Smart water?
2 Mar 2011
Will current business and regulatory realities finally force water utilities to put their hands much deeper into their engineering pockets? Patrick Raleigh reports
The UK water industry is now almost a year into its AMP5 asset management plan - an investment programme expected to generate industry-wide capital spending of around £19 billion over its five-year span.
Investment under AMP5, which runs between April 2010 and March 2015, will target many long-standing issues - many linked to EU Directives - in areas such as water quality, leakages and flooding.
The economic downturn and the emergence of new priorities, particularly those relating to energy and emissions has meant that investment priorities are still less well defined than in previous spending rounds.
Most of the planned spend traditionally takes place within the first three years. However, recent political and financing issues have led to some significant delays with year-one investment plans.
Suppliers, however, are now hopeful that current pressures will drive more higher-level investment by utilities, particularly in advanced control and automation, as well as intelligent device technologies.
Staying in control
“The economic downturn and the change of UK government has lead to fresh scrutiny of the way the industry is regulated,” said John Gooday, business leader for water and wastewater activities at Rockwell Automation. “There is more emphasis on minimising costs to the consumer and meeting environmental, energy management and CRC commitments.”
Despite their deep pockets, most water companies have been in the “stack-’em-high-and-sell-’em-cheap” camp when it comes to buying process systems and equipment. However, there appears to be an increased awareness of how the latest ’smart’ technologies can eliminate waste and reduce complexity and costs for maintenance, engineering and training across remote stations.
Use of internet-based communications and a single real-time software platform, for example, is gaining traction due to its ability to deliver the timely and accurate data needed to control many distant facilities.
Under AMP5, the main KPI requirement for water companies is to upgrade existing infrastructure to meet OFWAT regulations, or face high financial penalties for failing to meet the standards.
In this regard, Gooday said: “The best placed companies will be those with a progressive approach to integrated planning for real-time control, real-time energy usage and real-time systems and remote equipment management.”

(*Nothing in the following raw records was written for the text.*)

// Copyright (c) 2025 - Cowboy AI, Inc.
//! Edge network template expansion
//!
//! A single mutation expands an entire edge/firewall network from a
//! pattern: subnet tiers for the F5 interfaces, VPN and VPE, their ACLs,
//! security groups, address prefixes, and (when not layered onto the
//! management network) a dedicated `edge` VPC and resource group. Edge
//! subnets draw from the reserved addressing band so they can never
//! collide with primary-band subnets.
//!
//! Only one edge network may exist per configuration.

use crate::cidr::{edge_cidr_block, EDGE_TIER_ORDER};
use crate::config::{ResourceGroup, Subnet};
use crate::errors::{StoreError, StoreResult};
use crate::store::{defaults, Store, SubnetTier};
use crate::zones::{Zones, ZONES};

/// Firewall traffic pattern the edge network is shaped around
#[derive(Debug, Clone, Copy, PartialEq, Eq)]
pub enum EdgePattern {
    /// VPN-terminating firewall, no web application firewall
    FullTunnel,
    /// Web application firewall, no VPN tiers
    Waf,
    /// Both VPN termination and web application firewall
    VpnAndWaf,
}

impl EdgePattern {
    pub fn as_str(&self) -> &'static str {
        match self {
            EdgePattern::FullTunnel => "full-tunnel",
            EdgePattern::Waf => "waf",
            EdgePattern::VpnAndWaf => "vpn-and-waf",
        }
    }

    /// F5 interface tiers for the pattern, in alphabetical order
    pub fn firewall_tiers(&self) -> &'static [&'static str] {
        match self {
            EdgePattern::FullTunnel => &["f5-bastion", "f5-external", "f5-management"],
            EdgePattern::Waf => &["f5-external", "f5-management", "f5-workload"],
            EdgePattern::VpnAndWaf => {
                &["f5-bastion", "f5-external", "f5-management", "f5-workload"]
            }
        }
    }
}

impl Store {
    /// Expand an edge network from a pattern.
    ///
    /// With `use_management` the tiers are layered onto the management
    /// network; otherwise a dedicated `edge` VPC and `edge-rg` resource
    /// group are created in front of the existing networks.
    pub fn create_edge_vpc(
        &mut self,
        pattern: EdgePattern,
        use_management: bool,
    ) -> StoreResult<()> {
        if let Some(prefix) = &self.edge_vpc_prefix {
            return Err(StoreError::EdgeNetworkExists(prefix.clone()));
        }

        // edge addressing requires explicit prefixes on every network
        for vpc in &mut self.config.vpcs {
            vpc.address_prefixes = Some(Zones::splat(vec![]));
        }

        let mut cidr_order: Vec<&str> = EDGE_TIER_ORDER.to_vec();
        let mut security_groups = vec![defaults::f5_management_sg(), defaults::f5_external_sg()];
        match pattern {
            EdgePattern::FullTunnel => {
                cidr_order.remove(4); // no f5-workload slot
                security_groups.push(defaults::f5_bastion_sg());
            }
            EdgePattern::Waf => {
                cidr_order.remove(5); // no f5-bastion slot
                cidr_order.remove(0); // no vpn slots
                cidr_order.remove(0);
                security_groups.push(defaults::f5_workload_sg());
            }
            EdgePattern::VpnAndWaf => {
                security_groups.push(defaults::f5_workload_sg());
                security_groups.push(defaults::f5_bastion_sg());
            }
        }
        security_groups.push(defaults::f5_vpe_sg());

        let mut network = if use_management {
            self.config.vpcs[0].clone()
        } else {
            let mut vpc = defaults::empty_vpc("edge");
            vpc.resource_group = Some("edge-rg".to_string());
            vpc.network_acls = vec![defaults::default_edge_acl(), defaults::f5_external_acl()];
            vpc
        };
        network.address_prefixes = Some(Zones::build(|zone| {
            if use_management {
                vec![
                    format!("10.{}.0.0/16", zone + 4),
                    format!("10.{}0.10.0/16", zone),
                ]
            } else {
                vec![format!("10.{}.0.0/16", zone + 4)]
            }
        }));

        let mut tier_names: Vec<String> = pattern
            .firewall_tiers()
            .iter()
            .map(|tier| tier.to_string())
            .collect();
        if use_management {
            network.network_acls.push(defaults::f5_external_acl());
        } else {
            tier_names.push("vpe".to_string());
        }
        if pattern != EdgePattern::Waf {
            tier_names.push("vpn-1".to_string());
            tier_names.push("vpn-2".to_string());
        }

        for tier in &tier_names {
            let slot = cidr_order
                .iter()
                .position(|name| name == tier)
                .unwrap_or(0);
            let acl = if tier == "f5-external" {
                "f5-external-acl"
            } else if use_management {
                "management-acl"
            } else {
                "edge-acl"
            };
            for zone in ZONES {
                network.subnets[zone].push(Subnet {
                    acl_name: Some(acl.to_string()),
                    cidr: edge_cidr_block(zone, slot),
                    name: format!("{tier}-zone-{zone}"),
                    public_gateway: false,
                });
            }
        }

        let tier_entries: Vec<SubnetTier> = tier_names
            .iter()
            .map(|name| SubnetTier::new(name.clone(), 3))
            .collect();

        if use_management {
            let prefix = network.prefix.clone();
            for group in &mut security_groups {
                group.vpc_name = Some(prefix.clone());
                group.resource_group = network.resource_group.clone();
            }
            self.config.vpcs[0] = network;
            let tiers = self.subnet_tiers.entry(prefix.clone()).or_default();
            let mut combined = tier_entries;
            combined.extend(tiers.iter().cloned());
            *tiers = combined;
            self.edge_vpc_prefix = Some(prefix);
        } else {
            self.config.resource_groups.push(ResourceGroup {
                create: true,
                name: "edge-rg".to_string(),
                use_prefix: true,
            });
            self.config.vpcs.insert(0, network);
            self.subnet_tiers.insert("edge".to_string(), tier_entries);
            self.edge_vpc_prefix = Some("edge".to_string());
        }
        self.edge_pattern = Some(pattern);

        security_groups.extend(self.config.security_groups.drain(..));
        self.config.security_groups = security_groups;
        self.update();
        Ok(())
    }
}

Most water companies are upgrading their centralised telemetry systems in AMP5 towards this objective, said Gooday, whose company supplies control and automation products and systems to customers including Severn Trent, Yorkshire Water and Veolia Water.
“Their aim is to achieve real-time control by taking data from the plant and feeding it into their business management systems, outputting real-time optimised control,” said Gooday. “This is a significant step towards improvements in energy efficiency, asset optimisation and future sustainability.”

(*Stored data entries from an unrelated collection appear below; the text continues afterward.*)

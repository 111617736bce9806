// Copyright (c) 2025 - Cowboy AI, Inc.
//! Teleport bastion mutations
//!
//! Teleport is gated on App ID: the bastion's identity key must belong to
//! the App ID instance, and the session recording bucket and its bound
//! service key must belong to the same object storage instance. Disabling
//! teleport resets the configuration and removes every bastion deployment.

use crate::config::{ClaimToRole, TeleportConfig};
use crate::cursor;
use crate::errors::StoreResult;
use crate::store::Store;

#[derive(Debug, Clone)]
pub struct TeleportSave {
    pub enable_teleport: bool,
    pub config: Option<TeleportConfig>,
}

impl Store {
    pub fn save_teleport(&mut self, params: TeleportSave) {
        let mut config = params.config;
        if !self.config.appid.use_appid {
            if let Some(config) = config.as_mut() {
                config.app_id_key_name = None;
            }
        }
        self.enable_teleport = params.enable_teleport;
        if self.enable_teleport {
            self.config.teleport_config = config.unwrap_or_default();
        } else {
            self.config.teleport_config = TeleportConfig::default();
            self.config.teleport_vsi.clear();
        }
        self.update();
    }

    pub fn create_claim_to_role(&mut self, claim: ClaimToRole) {
        self.config.teleport_config.claims_to_roles.push(claim);
        self.update();
    }

    pub fn save_claim_to_role(&mut self, email: &str, claim: ClaimToRole) -> StoreResult<()> {
        let claims = &mut self.config.teleport_config.claims_to_roles;
        let found = cursor::find_mut(claims, email)?;
        *found = claim;
        self.update();
        Ok(())
    }

    pub fn delete_claim_to_role(&mut self, email: &str) -> StoreResult<()> {
        cursor::carve(&mut self.config.teleport_config.claims_to_roles, email)?;
        self.update();
        Ok(())
    }

    pub(crate) fn reconcile_teleport(&mut self) {
        if self.config.appid.use_appid {
            let keys = self.config.appid.keys.clone();
            cursor::heal_unfound(
                &keys,
                &mut self.config.teleport_config.app_id_key_name,
                "appid key",
            );
        } else {
            self.config.teleport_config.app_id_key_name = None;
        }
        if !self.enable_teleport {
            return;
        }
        match self.config.teleport_config.cos_bucket_name.clone() {
            Some(bucket) if !self.cos_buckets.contains(&bucket) => {
                self.config.teleport_config.cos_bucket_name = None;
                self.config.teleport_config.cos_key_name = None;
            }
            Some(bucket) => {
                // the bound key must belong to the instance owning the bucket
                let keys = self.cos_keys_for_bucket(&bucket);
                cursor::heal_unfound(
                    &keys,
                    &mut self.config.teleport_config.cos_key_name,
                    "cos key",
                );
            }
            None => {}
        }
    }
}
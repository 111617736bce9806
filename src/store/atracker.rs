// Copyright (c) 2025 - Cowboy AI, Inc.
//! Activity tracker mutations
//!
//! The tracker is a singleton. Its collector bucket and the service key
//! used to bind it live under object storage; the key name is derived
//! state rather than a wire field, tracked on the store so the bind key
//! can be healed like any other weak reference.

use crate::cursor;
use crate::store::Store;

#[derive(Debug, Clone)]
pub struct AtrackerSave {
    pub collector_bucket_name: Option<String>,
    pub atracker_key: Option<String>,
    pub receive_global_events: bool,
    pub add_route: bool,
    pub resource_group: Option<String>,
}

impl Store {
    pub fn save_atracker(&mut self, params: AtrackerSave) {
        self.config.atracker.collector_bucket_name = params.collector_bucket_name;
        self.config.atracker.receive_global_events = params.receive_global_events;
        self.config.atracker.add_route = params.add_route;
        self.config.atracker.resource_group = params.resource_group;
        self.atracker_key = params.atracker_key;
        self.update();
    }

    pub(crate) fn reconcile_atracker(&mut self) {
        cursor::heal_unfound(
            &self.cos_buckets,
            &mut self.config.atracker.collector_bucket_name,
            "collector bucket",
        );
        cursor::heal_unfound(&self.cos_keys, &mut self.atracker_key, "cos key");
        cursor::heal_unfound(
            &self.resource_group_list,
            &mut self.config.atracker.resource_group,
            "resource group",
        );
    }
}

#[cfg(test)]
mod tests {
    use super::*;
    use pretty_assertions::assert_eq;

    #[test]
    fn deleting_collector_bucket_heals_tracker() {
        let mut store = Store::new();
        store
            .delete_cos_bucket("atracker-cos", "atracker-bucket")
            .unwrap();
        assert_eq!(store.config().atracker.collector_bucket_name, None);
    }

    #[test]
    fn deleting_bind_key_heals_derived_key() {
        let mut store = Store::new();
        store.delete_cos_key("atracker-cos", "cos-bind-key").unwrap();
        assert_eq!(store.atracker_key(), None);
    }

    #[test]
    fn save_replaces_tracker_state() {
        let mut store = Store::new();
        store.save_atracker(AtrackerSave {
            collector_bucket_name: Some("atracker-bucket".to_string()),
            atracker_key: Some("cos-bind-key".to_string()),
            receive_global_events: false,
            add_route: false,
            resource_group: Some("management-rg".to_string()),
        });
        assert!(!store.config().atracker.receive_global_events);
        assert_eq!(
            store.config().atracker.resource_group.as_deref(),
            Some("management-rg")
        );
    }
}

Current normal procedure in the water industry is to have a central control room with SCADA and PLC systems and a central telemetry system gathering data from remote treatment works sent, for example, by radio to control site.
“A lot of different systems have been installed over many years, so there are many differences between sites,” said Tony Druery, business development manager, SCADA, at Siemens Industry Automation and Drive Technologies.
This results in high costs for maintenance, training and engineering, said Druery, who cited one operator with 90 different sites running 19 different SCADA products on eight different operating systems. Such arrangements, he said, tends to create ’islands of information’ at each treatment site.
This makes the consistency of data a major problem for the utilities as the information is not accurate or timely, so central control disregards some of the data as unreliable, noted the Siemens expert.
Commercial reality
“The water industry is struggling with this problem at the moment,” said Druery. “[Companies] want to be able to monitor and control from central office, for example, to turn hundreds of pumps ’on’ and ’off’ from hundreds of miles away, through having a single system for all sites.
“But commercial reality is that they can’t just rip everything out, they need to change over time.”
Druery said UK water utility companies are now either evaluating or investing in projects to combine the traditional two-part architecture of local HMI and remote telemetry into a single integrated “distributed SCADA” system.
Meanwhile, the industry faces immediate pressure to adopt better monitoring and reporting procedures to meet OFWAT objectives: AMP5, for example, has more stringent KPIs for wastewater discharge requirements than AMP4.
Water companies have regulatory drivers to produce 15% of their own energy usage from AMP5. This energy might come from waste products, combined heat and power systems or wind and renewable energy production.
Energy efficiency is now established as one of the top five KPIs, added Gooday, who sees automation technology as essential to improving energy efficiency and best practice in this area.
“For many companies, [energy efficiency] ranks fifth - making it a high priority, though it has lost momentum compared with renewables and infrastructure requirements,” he commented.
Another major consideration is the CRC Energy Efficiency Scheme - despite recent changes following the UK government’s comprehensive spending review.
The main operating cost in the water industry is around the operation of pumps, drives and motors. This equipment today features advanced technologies, such as intelligent motor control, soft starts or variable-frequency drives.
“Such systems provide more informed and accurate control by including power monitoring and condition-based monitoring in the system,” said Gooday.
“This can be a better solution to asset management - predictive maintenance and real-time usage details can help reduce operational expenditure, particularly for remote equipment. Accurate energy management across the whole water company can help identify and implement best practices and directly reduce energy consumption and carbon footprint.”